PROBLEM TO SOLVE: When you transcribe the records that follow, reproduce each line exactly as given.

========================================

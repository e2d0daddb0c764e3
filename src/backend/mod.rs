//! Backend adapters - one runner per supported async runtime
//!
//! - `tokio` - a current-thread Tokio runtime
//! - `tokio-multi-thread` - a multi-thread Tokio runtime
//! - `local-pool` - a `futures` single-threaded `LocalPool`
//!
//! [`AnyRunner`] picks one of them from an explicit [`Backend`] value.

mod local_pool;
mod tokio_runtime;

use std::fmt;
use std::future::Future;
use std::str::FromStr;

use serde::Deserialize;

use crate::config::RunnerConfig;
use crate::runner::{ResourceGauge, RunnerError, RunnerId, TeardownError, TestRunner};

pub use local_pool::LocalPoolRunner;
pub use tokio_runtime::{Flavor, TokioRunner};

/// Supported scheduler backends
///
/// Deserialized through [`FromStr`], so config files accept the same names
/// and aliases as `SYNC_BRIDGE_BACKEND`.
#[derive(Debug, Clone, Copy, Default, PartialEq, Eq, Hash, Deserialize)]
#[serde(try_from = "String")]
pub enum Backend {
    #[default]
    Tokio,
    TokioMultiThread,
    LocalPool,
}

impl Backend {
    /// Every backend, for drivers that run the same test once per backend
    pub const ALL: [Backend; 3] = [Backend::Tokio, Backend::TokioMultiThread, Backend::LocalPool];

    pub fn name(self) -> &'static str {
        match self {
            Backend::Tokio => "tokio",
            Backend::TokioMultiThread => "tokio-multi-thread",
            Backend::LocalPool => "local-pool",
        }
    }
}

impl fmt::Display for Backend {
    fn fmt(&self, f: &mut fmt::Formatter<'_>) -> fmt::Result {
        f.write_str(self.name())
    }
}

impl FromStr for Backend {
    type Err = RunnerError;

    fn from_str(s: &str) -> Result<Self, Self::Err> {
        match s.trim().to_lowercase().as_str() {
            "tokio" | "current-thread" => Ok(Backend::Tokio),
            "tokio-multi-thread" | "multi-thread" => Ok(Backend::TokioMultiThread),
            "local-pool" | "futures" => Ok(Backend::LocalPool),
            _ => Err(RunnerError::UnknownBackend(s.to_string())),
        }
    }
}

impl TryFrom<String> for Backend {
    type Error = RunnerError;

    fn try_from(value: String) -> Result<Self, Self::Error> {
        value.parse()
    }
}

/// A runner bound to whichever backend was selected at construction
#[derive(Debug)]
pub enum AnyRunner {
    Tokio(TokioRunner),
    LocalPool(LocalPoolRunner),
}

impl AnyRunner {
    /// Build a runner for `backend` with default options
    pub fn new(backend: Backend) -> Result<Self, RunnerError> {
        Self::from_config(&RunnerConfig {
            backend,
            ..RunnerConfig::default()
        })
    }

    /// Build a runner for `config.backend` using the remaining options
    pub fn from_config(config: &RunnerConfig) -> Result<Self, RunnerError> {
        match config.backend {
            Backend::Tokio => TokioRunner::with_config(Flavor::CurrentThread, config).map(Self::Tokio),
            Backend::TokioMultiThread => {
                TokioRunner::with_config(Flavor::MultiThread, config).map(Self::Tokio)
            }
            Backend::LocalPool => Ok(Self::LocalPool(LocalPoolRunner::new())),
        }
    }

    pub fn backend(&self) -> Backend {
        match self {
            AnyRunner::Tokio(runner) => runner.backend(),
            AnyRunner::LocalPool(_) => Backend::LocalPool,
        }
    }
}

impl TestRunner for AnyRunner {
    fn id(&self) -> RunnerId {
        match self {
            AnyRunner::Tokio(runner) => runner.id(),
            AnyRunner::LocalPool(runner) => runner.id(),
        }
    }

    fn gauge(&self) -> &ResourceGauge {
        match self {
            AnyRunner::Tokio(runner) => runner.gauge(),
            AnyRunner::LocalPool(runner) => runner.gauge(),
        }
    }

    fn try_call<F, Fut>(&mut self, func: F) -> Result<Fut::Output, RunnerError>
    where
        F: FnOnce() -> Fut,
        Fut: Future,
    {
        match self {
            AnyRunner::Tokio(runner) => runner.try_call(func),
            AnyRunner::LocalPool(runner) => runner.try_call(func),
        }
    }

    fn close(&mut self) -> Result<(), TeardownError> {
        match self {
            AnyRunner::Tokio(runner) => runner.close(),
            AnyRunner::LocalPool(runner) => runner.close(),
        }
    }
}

========================================

TASK SOLUTION:
repository e2d0daddb0c764e3
filename src/backend/mod.rs
//! Backend adapters - one runner per supported async runtime
//!
//! - `tokio` - a current-thread Tokio runtime
//! - `tokio-multi-thread` - a multi-thread Tokio runtime
//! - `local-pool` - a `futures` single-threaded `LocalPool`
//!
//! [`AnyRunner`] picks one of them from an explicit [`Backend`] value.

mod local_pool;
mod tokio_runtime;

use std::fmt;
use std::future::Future;
use std::str::FromStr;

use serde::Deserialize;

use crate::config::RunnerConfig;
use crate::runner::{ResourceGauge, RunnerError, RunnerId, TeardownError, TestRunner};

pub use local_pool::LocalPoolRunner;
pub use tokio_runtime::{Flavor, TokioRunner};

/// Supported scheduler backends
///
/// Deserialized through [`FromStr`], so config files accept the same names
/// and aliases as `SYNC_BRIDGE_BACKEND`.
#[derive(Debug, Clone, Copy, Default, PartialEq, Eq, Hash, Deserialize)]
#[serde(try_from = "String")]
pub enum Backend {
    #[default]
    Tokio,
    TokioMultiThread,
    LocalPool,
}

impl Backend {
    /// Every backend, for drivers that run the same test once per backend
    pub const ALL: [Backend; 3] = [Backend::Tokio, Backend::TokioMultiThread, Backend::LocalPool];

    pub fn name(self) -> &'static str {
        match self {
            Backend::Tokio => "tokio",
            Backend::TokioMultiThread => "tokio-multi-thread",
            Backend::LocalPool => "local-pool",
        }
    }
}

impl fmt::Display for Backend {
    fn fmt(&self, f: &mut fmt::Formatter<'_>) -> fmt::Result {
        f.write_str(self.name())
    }
}

impl FromStr for Backend {
    type Err = RunnerError;

    fn from_str(s: &str) -> Result<Self, Self::Err> {
        match s.trim().to_lowercase().as_str() {
            "tokio" | "current-thread" => Ok(Backend::Tokio),
            "tokio-multi-thread" | "multi-thread" => Ok(Backend::TokioMultiThread),
            "local-pool" | "futures" => Ok(Backend::LocalPool),
            _ => Err(RunnerError::UnknownBackend(s.to_string())),
        }
    }
}

impl TryFrom<String> for Backend {
    type Error = RunnerError;

    fn try_from(value: String) -> Result<Self, Self::Error> {
        value.parse()
    }
}

/// A runner bound to whichever backend was selected at construction
#[derive(Debug)]
pub enum AnyRunner {
    Tokio(TokioRunner),
    LocalPool(LocalPoolRunner),
}

impl AnyRunner {
    /// Build a runner for `backend` with default options
    pub fn new(backend: Backend) -> Result<Self, RunnerError> {
        Self::from_config(&RunnerConfig {
            backend,
            ..RunnerConfig::default()
        })
    }

    /// Build a runner for `config.backend` using the remaining options
    pub fn from_config(config: &RunnerConfig) -> Result<Self, RunnerError> {
        match config.backend {
            Backend::Tokio => TokioRunner::with_config(Flavor::CurrentThread, config).map(Self::Tokio),
            Backend::TokioMultiThread => {
                TokioRunner::with_config(Flavor::MultiThread, config).map(Self::Tokio)
            }
            Backend::LocalPool => Ok(Self::LocalPool(LocalPoolRunner::new())),
        }
    }

    pub fn backend(&self) -> Backend {
        match self {
            AnyRunner::Tokio(runner) => runner.backend(),
            AnyRunner::LocalPool(_) => Backend::LocalPool,
        }
    }
}

impl TestRunner for AnyRunner {
    fn id(&self) -> RunnerId {
        match self {
            AnyRunner::Tokio(runner) => runner.id(),
            AnyRunner::LocalPool(runner) => runner.id(),
        }
    }

    fn gauge(&self) -> &ResourceGauge {
        match self {
            AnyRunner::Tokio(runner) => runner.gauge(),
            AnyRunner::LocalPool(runner) => runner.gauge(),
        }
    }

    fn try_call<F, Fut>(&mut self, func: F) -> Result<Fut::Output, RunnerError>
    where
        F: FnOnce() -> Fut,
        Fut: Future,
    {
        match self {
            AnyRunner::Tokio(runner) => runner.try_call(func),
            AnyRunner::LocalPool(runner) => runner.try_call(func),
        }
    }

    fn close(&mut self) -> Result<(), TeardownError> {
        match self {
            AnyRunner::Tokio(runner) => runner.close(),
            AnyRunner::LocalPool(runner) => runner.close(),
        }
    }
}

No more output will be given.